_Aim of the exercise_:
All of the data is to be copied without a single change.

_Supplied information_:
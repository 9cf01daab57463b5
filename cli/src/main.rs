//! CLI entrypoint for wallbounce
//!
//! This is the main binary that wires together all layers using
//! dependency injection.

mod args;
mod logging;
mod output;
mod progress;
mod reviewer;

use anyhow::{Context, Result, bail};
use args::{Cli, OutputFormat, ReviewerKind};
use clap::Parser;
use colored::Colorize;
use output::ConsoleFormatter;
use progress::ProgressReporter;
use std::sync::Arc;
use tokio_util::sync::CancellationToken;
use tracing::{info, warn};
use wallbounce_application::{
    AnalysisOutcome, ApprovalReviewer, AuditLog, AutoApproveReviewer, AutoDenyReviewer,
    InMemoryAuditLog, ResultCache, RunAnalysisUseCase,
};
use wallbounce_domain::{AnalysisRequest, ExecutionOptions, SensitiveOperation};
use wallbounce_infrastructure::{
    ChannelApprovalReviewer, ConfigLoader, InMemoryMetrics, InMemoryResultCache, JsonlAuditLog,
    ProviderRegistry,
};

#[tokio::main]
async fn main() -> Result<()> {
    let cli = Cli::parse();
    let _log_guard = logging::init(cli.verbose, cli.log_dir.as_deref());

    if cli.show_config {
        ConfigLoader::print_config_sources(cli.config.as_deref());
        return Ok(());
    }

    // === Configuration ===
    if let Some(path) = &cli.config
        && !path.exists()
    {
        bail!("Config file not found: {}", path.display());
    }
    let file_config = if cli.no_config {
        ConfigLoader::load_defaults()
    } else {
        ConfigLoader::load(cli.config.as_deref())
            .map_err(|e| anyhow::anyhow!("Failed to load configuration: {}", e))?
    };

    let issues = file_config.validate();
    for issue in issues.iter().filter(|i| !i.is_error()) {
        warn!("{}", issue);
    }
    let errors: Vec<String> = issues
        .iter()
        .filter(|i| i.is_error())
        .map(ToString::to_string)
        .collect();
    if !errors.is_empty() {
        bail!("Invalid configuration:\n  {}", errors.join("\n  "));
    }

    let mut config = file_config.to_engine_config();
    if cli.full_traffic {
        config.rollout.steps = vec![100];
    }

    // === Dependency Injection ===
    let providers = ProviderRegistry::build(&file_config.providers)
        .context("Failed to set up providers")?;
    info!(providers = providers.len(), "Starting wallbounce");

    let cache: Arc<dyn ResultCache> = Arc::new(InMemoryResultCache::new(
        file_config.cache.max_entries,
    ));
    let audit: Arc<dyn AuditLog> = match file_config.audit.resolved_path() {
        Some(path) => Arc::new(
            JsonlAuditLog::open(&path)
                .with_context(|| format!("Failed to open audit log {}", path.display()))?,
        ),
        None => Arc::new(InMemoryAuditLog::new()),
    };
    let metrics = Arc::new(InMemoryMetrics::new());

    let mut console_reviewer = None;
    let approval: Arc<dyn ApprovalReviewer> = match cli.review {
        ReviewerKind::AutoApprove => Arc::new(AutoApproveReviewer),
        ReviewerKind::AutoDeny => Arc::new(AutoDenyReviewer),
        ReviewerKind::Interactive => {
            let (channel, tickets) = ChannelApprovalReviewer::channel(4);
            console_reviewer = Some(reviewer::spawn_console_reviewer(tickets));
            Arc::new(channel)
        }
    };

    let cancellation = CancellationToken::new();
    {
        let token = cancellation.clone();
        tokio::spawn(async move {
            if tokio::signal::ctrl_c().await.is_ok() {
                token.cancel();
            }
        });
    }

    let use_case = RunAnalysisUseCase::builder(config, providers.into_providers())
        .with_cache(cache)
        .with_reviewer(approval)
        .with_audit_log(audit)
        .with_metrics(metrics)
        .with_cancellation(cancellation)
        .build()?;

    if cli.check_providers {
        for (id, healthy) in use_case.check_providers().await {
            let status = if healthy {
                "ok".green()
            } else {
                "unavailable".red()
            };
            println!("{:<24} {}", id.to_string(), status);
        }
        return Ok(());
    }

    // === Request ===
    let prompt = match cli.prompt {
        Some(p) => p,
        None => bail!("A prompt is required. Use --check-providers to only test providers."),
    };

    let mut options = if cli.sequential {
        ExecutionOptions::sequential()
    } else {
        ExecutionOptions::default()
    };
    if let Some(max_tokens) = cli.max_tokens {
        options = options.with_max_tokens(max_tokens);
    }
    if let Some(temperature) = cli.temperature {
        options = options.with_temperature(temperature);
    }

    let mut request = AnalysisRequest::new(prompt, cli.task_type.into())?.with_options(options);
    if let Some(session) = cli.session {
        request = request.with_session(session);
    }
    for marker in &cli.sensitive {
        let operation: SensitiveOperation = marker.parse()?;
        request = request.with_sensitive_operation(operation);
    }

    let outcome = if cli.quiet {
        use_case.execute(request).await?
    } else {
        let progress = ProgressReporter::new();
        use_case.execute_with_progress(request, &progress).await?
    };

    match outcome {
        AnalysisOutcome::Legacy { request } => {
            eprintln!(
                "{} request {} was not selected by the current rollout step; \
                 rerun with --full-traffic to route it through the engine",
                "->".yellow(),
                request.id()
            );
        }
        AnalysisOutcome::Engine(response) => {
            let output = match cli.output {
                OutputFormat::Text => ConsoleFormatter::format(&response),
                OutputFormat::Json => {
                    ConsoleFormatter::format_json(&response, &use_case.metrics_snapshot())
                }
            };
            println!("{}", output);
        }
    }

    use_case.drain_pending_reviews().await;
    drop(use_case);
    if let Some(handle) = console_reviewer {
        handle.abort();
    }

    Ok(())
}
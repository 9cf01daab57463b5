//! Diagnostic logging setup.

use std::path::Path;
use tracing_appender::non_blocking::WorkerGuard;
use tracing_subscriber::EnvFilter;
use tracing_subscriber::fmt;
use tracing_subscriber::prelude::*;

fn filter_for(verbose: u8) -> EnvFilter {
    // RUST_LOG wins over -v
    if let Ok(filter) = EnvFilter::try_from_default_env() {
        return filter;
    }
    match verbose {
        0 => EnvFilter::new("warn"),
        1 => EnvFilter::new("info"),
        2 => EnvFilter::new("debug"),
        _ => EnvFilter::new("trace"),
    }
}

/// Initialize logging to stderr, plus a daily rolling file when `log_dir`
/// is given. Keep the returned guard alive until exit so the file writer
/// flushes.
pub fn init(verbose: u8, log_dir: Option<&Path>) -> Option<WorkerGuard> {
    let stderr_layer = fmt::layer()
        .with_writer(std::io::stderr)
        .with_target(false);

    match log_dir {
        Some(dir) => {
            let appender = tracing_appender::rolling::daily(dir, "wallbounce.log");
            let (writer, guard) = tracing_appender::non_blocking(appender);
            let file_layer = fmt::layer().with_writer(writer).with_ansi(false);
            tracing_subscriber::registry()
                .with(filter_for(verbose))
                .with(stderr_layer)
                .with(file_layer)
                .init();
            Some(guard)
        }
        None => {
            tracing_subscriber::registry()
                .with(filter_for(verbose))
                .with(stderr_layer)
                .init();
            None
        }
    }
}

_Answer to this task_:
repository 9cf01daab57463b5
filename cli/src/main.rs
//! CLI entrypoint for wallbounce
//!
//! This is the main binary that wires together all layers using
//! dependency injection.

mod args;
mod logging;
mod output;
mod progress;
mod reviewer;

use anyhow::{Context, Result, bail};
use args::{Cli, OutputFormat, ReviewerKind};
use clap::Parser;
use colored::Colorize;
use output::ConsoleFormatter;
use progress::ProgressReporter;
use std::sync::Arc;
use tokio_util::sync::CancellationToken;
use tracing::{info, warn};
use wallbounce_application::{
    AnalysisOutcome, ApprovalReviewer, AuditLog, AutoApproveReviewer, AutoDenyReviewer,
    InMemoryAuditLog, ResultCache, RunAnalysisUseCase,
};
use wallbounce_domain::{AnalysisRequest, ExecutionOptions, SensitiveOperation};
use wallbounce_infrastructure::{
    ChannelApprovalReviewer, ConfigLoader, InMemoryMetrics, InMemoryResultCache, JsonlAuditLog,
    ProviderRegistry,
};

#[tokio::main]
async fn main() -> Result<()> {
    let cli = Cli::parse();
    let _log_guard = logging::init(cli.verbose, cli.log_dir.as_deref());

    if cli.show_config {
        ConfigLoader::print_config_sources(cli.config.as_deref());
        return Ok(());
    }

    // === Configuration ===
    if let Some(path) = &cli.config
        && !path.exists()
    {
        bail!("Config file not found: {}", path.display());
    }
    let file_config = if cli.no_config {
        ConfigLoader::load_defaults()
    } else {
        ConfigLoader::load(cli.config.as_deref())
            .map_err(|e| anyhow::anyhow!("Failed to load configuration: {}", e))?
    };

    let issues = file_config.validate();
    for issue in issues.iter().filter(|i| !i.is_error()) {
        warn!("{}", issue);
    }
    let errors: Vec<String> = issues
        .iter()
        .filter(|i| i.is_error())
        .map(ToString::to_string)
        .collect();
    if !errors.is_empty() {
        bail!("Invalid configuration:\n  {}", errors.join("\n  "));
    }

    let mut config = file_config.to_engine_config();
    if cli.full_traffic {
        config.rollout.steps = vec![100];
    }

    // === Dependency Injection ===
    let providers = ProviderRegistry::build(&file_config.providers)
        .context("Failed to set up providers")?;
    info!(providers = providers.len(), "Starting wallbounce");

    let cache: Arc<dyn ResultCache> = Arc::new(InMemoryResultCache::new(
        file_config.cache.max_entries,
    ));
    let audit: Arc<dyn AuditLog> = match file_config.audit.resolved_path() {
        Some(path) => Arc::new(
            JsonlAuditLog::open(&path)
                .with_context(|| format!("Failed to open audit log {}", path.display()))?,
        ),
        None => Arc::new(InMemoryAuditLog::new()),
    };
    let metrics = Arc::new(InMemoryMetrics::new());

    let mut console_reviewer = None;
    let approval: Arc<dyn ApprovalReviewer> = match cli.review {
        ReviewerKind::AutoApprove => Arc::new(AutoApproveReviewer),
        ReviewerKind::AutoDeny => Arc::new(AutoDenyReviewer),
        ReviewerKind::Interactive => {
            let (channel, tickets) = ChannelApprovalReviewer::channel(4);
            console_reviewer = Some(reviewer::spawn_console_reviewer(tickets));
            Arc::new(channel)
        }
    };

    let cancellation = CancellationToken::new();
    {
        let token = cancellation.clone();
        tokio::spawn(async move {
            if tokio::signal::ctrl_c().await.is_ok() {
                token.cancel();
            }
        });
    }

    let use_case = RunAnalysisUseCase::builder(config, providers.into_providers())
        .with_cache(cache)
        .with_reviewer(approval)
        .with_audit_log(audit)
        .with_metrics(metrics)
        .with_cancellation(cancellation)
        .build()?;

    if cli.check_providers {
        for (id, healthy) in use_case.check_providers().await {
            let status = if healthy {
                "ok".green()
            } else {
                "unavailable".red()
            };
            println!("{:<24} {}", id.to_string(), status);
        }
        return Ok(());
    }

    // === Request ===
    let prompt = match cli.prompt {
        Some(p) => p,
        None => bail!("A prompt is required. Use --check-providers to only test providers."),
    };

    let mut options = if cli.sequential {
        ExecutionOptions::sequential()
    } else {
        ExecutionOptions::default()
    };
    if let Some(max_tokens) = cli.max_tokens {
        options = options.with_max_tokens(max_tokens);
    }
    if let Some(temperature) = cli.temperature {
        options = options.with_temperature(temperature);
    }

    let mut request = AnalysisRequest::new(prompt, cli.task_type.into())?.with_options(options);
    if let Some(session) = cli.session {
        request = request.with_session(session);
    }
    for marker in &cli.sensitive {
        let operation: SensitiveOperation = marker.parse()?;
        request = request.with_sensitive_operation(operation);
    }

    let outcome = if cli.quiet {
        use_case.execute(request).await?
    } else {
        let progress = ProgressReporter::new();
        use_case.execute_with_progress(request, &progress).await?
    };

    match outcome {
        AnalysisOutcome::Legacy { request } => {
            eprintln!(
                "{} request {} was not selected by the current rollout step; \
                 rerun with --full-traffic to route it through the engine",
                "->".yellow(),
                request.id()
            );
        }
        AnalysisOutcome::Engine(response) => {
            let output = match cli.output {
                OutputFormat::Text => ConsoleFormatter::format(&response),
                OutputFormat::Json => {
                    ConsoleFormatter::format_json(&response, &use_case.metrics_snapshot())
                }
            };
            println!("{}", output);
        }
    }

    use_case.drain_pending_reviews().await;
    drop(use_case);
    if let Some(handle) = console_reviewer {
        handle.abort();
    }

    Ok(())
}
repository 9cf01daab57463b5
//! Diagnostic logging setup.

use std::path::Path;
use tracing_appender::non_blocking::WorkerGuard;
use tracing_subscriber::EnvFilter;
use tracing_subscriber::fmt;
use tracing_subscriber::prelude::*;

fn filter_for(verbose: u8) -> EnvFilter {
    // RUST_LOG wins over -v
    if let Ok(filter) = EnvFilter::try_from_default_env() {
        return filter;
    }
    match verbose {
        0 => EnvFilter::new("warn"),
        1 => EnvFilter::new("info"),
        2 => EnvFilter::new("debug"),
        _ => EnvFilter::new("trace"),
    }
}

/// Initialize logging to stderr, plus a daily rolling file when `log_dir`
/// is given. Keep the returned guard alive until exit so the file writer
/// flushes.
pub fn init(verbose: u8, log_dir: Option<&Path>) -> Option<WorkerGuard> {
    let stderr_layer = fmt::layer()
        .with_writer(std::io::stderr)
        .with_target(false);

    match log_dir {
        Some(dir) => {
            let appender = tracing_appender::rolling::daily(dir, "wallbounce.log");
            let (writer, guard) = tracing_appender::non_blocking(appender);
            let file_layer = fmt::layer().with_writer(writer).with_ansi(false);
            tracing_subscriber::registry()
                .with(filter_for(verbose))
                .with(stderr_layer)
                .with(file_layer)
                .init();
            Some(guard)
        }
        None => {
            tracing_subscriber::registry()
                .with(filter_for(verbose))
                .with(stderr_layer)
                .init();
            None
        }
    }
}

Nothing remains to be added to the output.